А жизнь так много обещала — и ничего…
И на это она была не согласна. Как ребенок, которого обманули.
— Ты, конечно, скажешь, грех, — Маша ждала от меня каких-то слов.
— Нет, я так не думаю. Каждый человек имеет право. Но сейчас ты не имеешь права: сначала дай уйти матери.
Да, я забыла о наследственности. О страшном выстреле отца, не пожелавшего принять жизнь такой, какая не выстраивалась на поверхности письменного стола. О той тайне наследственности, которая определяется не падением яблок, а мистическими связями человека с его предками.
И не хочется говорить о грехе самоубийства, а хочется сказать о мужестве и честности этого акта. Не о безжалостности к окружающим, а о безжалостности к себе, так безумно и по-детски растратившей силы, радость, любовь… — и не осознавшей этого.
Она была для нас, друзей ее детства, Машей Алигер, но она никогда не носила ни фамилии матери, ни фамилии отца. В девичестве она была Макаровой — носила фамилию первого мужа своей матери, — а умерла под именем Марии Энценсбергер.

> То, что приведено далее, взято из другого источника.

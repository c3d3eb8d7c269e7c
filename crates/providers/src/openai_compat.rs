//! OpenAI-compatible provider implementation.
//!
//! Works with: OpenAI, OpenRouter, Ollama, vLLM, llama.cpp and any endpoint
//! exposing `/chat/completions`. Lets the service run against a local model
//! when no Gemini key is available.

use async_trait::async_trait;
use kbchat_core::error::ProviderError;
use kbchat_core::message::Role;
use kbchat_core::provider::*;
use serde::{Deserialize, Serialize};
use tracing::{debug, warn};

/// An OpenAI-compatible LLM provider.
pub struct OpenAiCompatProvider {
    name: String,
    base_url: String,
    api_key: String,
    client: reqwest::Client,
}

impl OpenAiCompatProvider {
    /// Create a new OpenAI-compatible provider.
    pub fn new(
        name: impl Into<String>,
        base_url: impl Into<String>,
        api_key: impl Into<String>,
    ) -> Self {
        let client = reqwest::Client::builder()
            .timeout(std::time::Duration::from_secs(120))
            .build()
            .expect("Failed to create HTTP client");

        Self {
            name: name.into(),
            base_url: base_url.into().trim_end_matches('/').to_string(),
            api_key: api_key.into(),
            client,
        }
    }

    /// Convert the system instruction and turns to OpenAI chat messages.
    ///
    /// Model turns use the `assistant` role on this wire format.
    fn to_api_messages(request: &ProviderRequest) -> Vec<ApiMessage> {
        let system = request.system.iter().map(|s| ApiMessage {
            role: "system".into(),
            content: Some(s.clone()),
        });

        let turns = request.turns.iter().map(|t| ApiMessage {
            role: match t.role {
                Role::User => "user".into(),
                Role::Model => "assistant".into(),
            },
            content: Some(t.content.clone()),
        });

        system.chain(turns).collect()
    }

    fn response_to_provider_response(
        api_response: ApiResponse,
    ) -> Result<ProviderResponse, ProviderError> {
        let choice = api_response
            .choices
            .into_iter()
            .next()
            .ok_or_else(|| ProviderError::EmptyResponse("no choices in response".into()))?;

        let text = choice.message.content.unwrap_or_default();
        if text.is_empty() {
            return Err(ProviderError::EmptyResponse(
                "choice has no message content".into(),
            ));
        }

        let usage = api_response.usage.map(|u| Usage {
            prompt_tokens: u.prompt_tokens,
            completion_tokens: u.completion_tokens,
            total_tokens: u.total_tokens,
        });

        Ok(ProviderResponse {
            text,
            usage,
            model: api_response.model,
        })
    }
}

#[async_trait]
impl kbchat_core::Provider for OpenAiCompatProvider {
    fn name(&self) -> &str {
        &self.name
    }

    async fn complete(
        &self,
        request: ProviderRequest,
    ) -> std::result::Result<ProviderResponse, ProviderError> {
        let url = format!("{}/chat/completions", self.base_url);

        let mut body = serde_json::json!({
            "model": request.model,
            "messages": Self::to_api_messages(&request),
            "temperature": request.temperature,
            "stream": false,
        });

        if let Some(max_tokens) = request.max_tokens {
            body["max_tokens"] = serde_json::json!(max_tokens);
        }

        debug!(provider = %self.name, model = %request.model, "Sending completion request");

        let response = self
            .client
            .post(&url)
            .header("Authorization", format!("Bearer {}", self.api_key))
            .header("Content-Type", "application/json")
            .json(&body)
            .send()
            .await
            .map_err(|e| {
                if e.is_timeout() {
                    ProviderError::Timeout(e.to_string())
                } else {
                    ProviderError::Network(e.to_string())
                }
            })?;

        let status = response.status().as_u16();

        if status == 429 {
            return Err(ProviderError::RateLimited {
                retry_after_secs: 5,
            });
        }

        if status == 401 || status == 403 {
            return Err(ProviderError::AuthenticationFailed(
                "Invalid API key or insufficient permissions".into(),
            ));
        }

        if status != 200 {
            let error_body = response.text().await.unwrap_or_default();
            warn!(status, body = %error_body, "Provider returned error");
            return Err(ProviderError::ApiError {
                status_code: status,
                message: error_body,
            });
        }

        let api_response: ApiResponse =
            response.json().await.map_err(|e| ProviderError::ApiError {
                status_code: 200,
                message: format!("Failed to parse response: {e}"),
            })?;

        Self::response_to_provider_response(api_response)
    }

    async fn health_check(&self) -> std::result::Result<bool, ProviderError> {
        let url = format!("{}/models", self.base_url);
        let response = self
            .client
            .get(&url)
            .header("Authorization", format!("Bearer {}", self.api_key))
            .send()
            .await
            .map_err(|e| ProviderError::Network(e.to_string()))?;

        Ok(response.status().is_success())
    }
}

// --- OpenAI API types ---

#[derive(Debug, Serialize, Deserialize)]
struct ApiMessage {
    role: String,
    #[serde(skip_serializing_if = "Option::is_none")]
    content: Option<String>,
}

#[derive(Debug, Deserialize)]
struct ApiResponse {
    #[serde(default)]
    model: String,
    choices: Vec<ApiChoice>,
    usage: Option<ApiUsage>,
}

#[derive(Debug, Deserialize)]
struct ApiChoice {
    message: ApiMessage,
}

#[derive(Debug, Deserialize)]
struct ApiUsage {
    prompt_tokens: u32,
    completion_tokens: u32,
    total_tokens: u32,
}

Как-то не дожила до своего настоящего имени и, может быть, сжимает сейчас в узкой прозрачной ладони белый камушек — из тех, на которых пишут наши подлинные имена.
Люба
Каким образом из московской девочки, обожающей наряжаться, вырастает профессионал международного уровня — практик и теоретик моды, специалист в истории костюма? На этот вопрос отвечает история жизни Любы Поповой, моей подруги со времен начальной школы по сегодняшний день. Биография исключительная — ее хватило бы и на женский роман, и на научное исследование.
Начало — пятидесятые годы. Сталин уже умер, железный занавес еще крепок, но в его маленькие дырочки пробиваются западные радиоголоса и первые нейлоновые чулки. Мы до них еще не доросли, но наши мамы уже купили у спекулянтов по волшебной паре. Любина мама — служащая министерства. Моя — научный сотрудник. Обе с высшим образованием, обе красивы и бедны. Нет, не самые бедные! Они уже в чулках, о которых миллион соотечественниц еще только мечтает. У каждой имеется два пальто, зимнее и летнее, две кофточки и три платья. И еще — выходное платье. У Любиной мамы, кроме всего прочего, есть еще и официальный костюм. Они не знакомы между собой, наши мамы, но вещи их — совершенно одинаковые. А других нет. И не бывает. И, как тогда кажется, и не может быть. Все городские женщины одеты одинаково, все различия определяются небольшой разницей в доходах. Но для огромного большинства наших соотечественниц «постройка» нового пальто — плод головоломной экономии и великих усилий «достать» материал, подкладку, пуговицы, а то еще и кусок меха на воротник.